Vimentin labelling. In the glomeruli, most and often all of the crescent cells were labelled (Figure 1G). Outside of the crescents, PECs along the Bowmans capsule, endocapillary cell, and podocytes that were still attached to the tuft expressed vimentin. Many interstitial cells were positive with vimentin.
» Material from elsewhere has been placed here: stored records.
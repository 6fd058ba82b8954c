//! Symbol tree providers

use std::fs;

use tracing::debug;

use crate::error::SymbolLoadError;
use crate::symbols::{self, SymbolNode};

use super::DocumentId;

/// Supplies the symbol tree of a document
pub trait SymbolProvider {
    fn symbols(&self, document: &DocumentId) -> Result<Vec<SymbolNode>, SymbolLoadError>;
}

/// Reads `DocumentSymbol[]` JSON, from the document's path or from a
/// buffer captured up front (for stdin)
#[derive(Debug, Clone, Default)]
pub struct JsonSymbolProvider {
    stdin: Option<String>,
}

impl JsonSymbolProvider {
    pub fn new() -> Self {
        Self::default()
    }

    /// Serve `content` for [`DocumentId::Stdin`]
    pub fn with_stdin(mut self, content: impl Into<String>) -> Self {
        self.stdin = Some(content.into());
        self
    }

    /// Raw JSON for a document
    fn source(&self, document: &DocumentId) -> Result<String, SymbolLoadError> {
        match document {
            DocumentId::Path(path) => Ok(fs::read_to_string(path)?),
            DocumentId::Stdin => self.stdin.clone().ok_or_else(|| {
                SymbolLoadError::Io(std::io::Error::new(
                    std::io::ErrorKind::NotFound,
                    "no symbol data was read from stdin",
                ))
            }),
        }
    }
}

impl SymbolProvider for JsonSymbolProvider {
    fn symbols(&self, document: &DocumentId) -> Result<Vec<SymbolNode>, SymbolLoadError> {
        let source = self.source(document)?;
        let symbols = match symbols::from_json(&source) {
            Ok(symbols) => symbols,
            Err(error) => return Err(SymbolLoadError::json(error, source)),
        };
        debug!(document = %document, count = symbols.len(), "loaded symbols");
        Ok(symbols)
    }
}

/// Serves a fixed tree for every document
#[derive(Debug, Clone, Default)]
pub struct StaticSymbolProvider {
    pub symbols: Vec<SymbolNode>,
}

impl StaticSymbolProvider {
    pub fn new(symbols: Vec<SymbolNode>) -> Self {
        Self { symbols }
    }
}

impl SymbolProvider for StaticSymbolProvider {
    fn symbols(&self, _document: &DocumentId) -> Result<Vec<SymbolNode>, SymbolLoadError> {
        Ok(self.symbols.clone())
    }
}
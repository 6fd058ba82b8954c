//! Symbol tree nodes

use serde::{Deserialize, Deserializer};

use super::SymbolKind;

/// One entry in a document's symbol outline
///
/// Decodes from the LSP `DocumentSymbol` shape. Fields the outline does
/// not use (`range`, `selectionRange`, `tags`, ...) are ignored.
#[derive(Debug, Clone, PartialEq, Eq, Deserialize)]
pub struct SymbolNode {
    pub kind: SymbolKind,
    pub name: String,
    /// Extra information such as a signature; decoded but never rendered
    #[serde(default)]
    pub detail: Option<String>,
    /// Members in declaration order; `null` and a missing key both decode as empty
    #[serde(default, deserialize_with = "null_as_empty")]
    pub children: Vec<SymbolNode>,
}

fn null_as_empty<'de, D>(deserializer: D) -> Result<Vec<SymbolNode>, D::Error>
where
    D: Deserializer<'de>,
{
    Ok(Option::<Vec<SymbolNode>>::deserialize(deserializer)?.unwrap_or_default())
}

impl SymbolNode {
    /// Create a leaf node
    pub fn new(kind: SymbolKind, name: impl Into<String>) -> Self {
        Self {
            kind,
            name: name.into(),
            detail: None,
            children: Vec::new(),
        }
    }

    /// Set the children of this node
    pub fn with_children(mut self, children: Vec<SymbolNode>) -> Self {
        self.children = children;
        self
    }

    /// Append a single child
    pub fn with_child(mut self, child: SymbolNode) -> Self {
        self.children.push(child);
        self
    }

    pub fn has_children(&self) -> bool {
        !self.children.is_empty()
    }

    /// Number of nodes in this subtree, including this one
    pub fn subtree_len(&self) -> usize {
        1 + self.children.iter().map(SymbolNode::subtree_len).sum::<usize>()
    }
}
Macrophagic epitope labelling. CD68-positive cells were distinctly fewer than CK-positive and CK-negative epithelial cells in cellular and fibrocellular crescents. Large round CD68-positive cells were observed in many tubular lumens and some glomerular urinary spaces. Numerous interstitial cells were labelled. The crescent type did not influence their percentage. However, on post-treatment vs pre-treatment biopsies, their number markedly diminished (P < 0.01).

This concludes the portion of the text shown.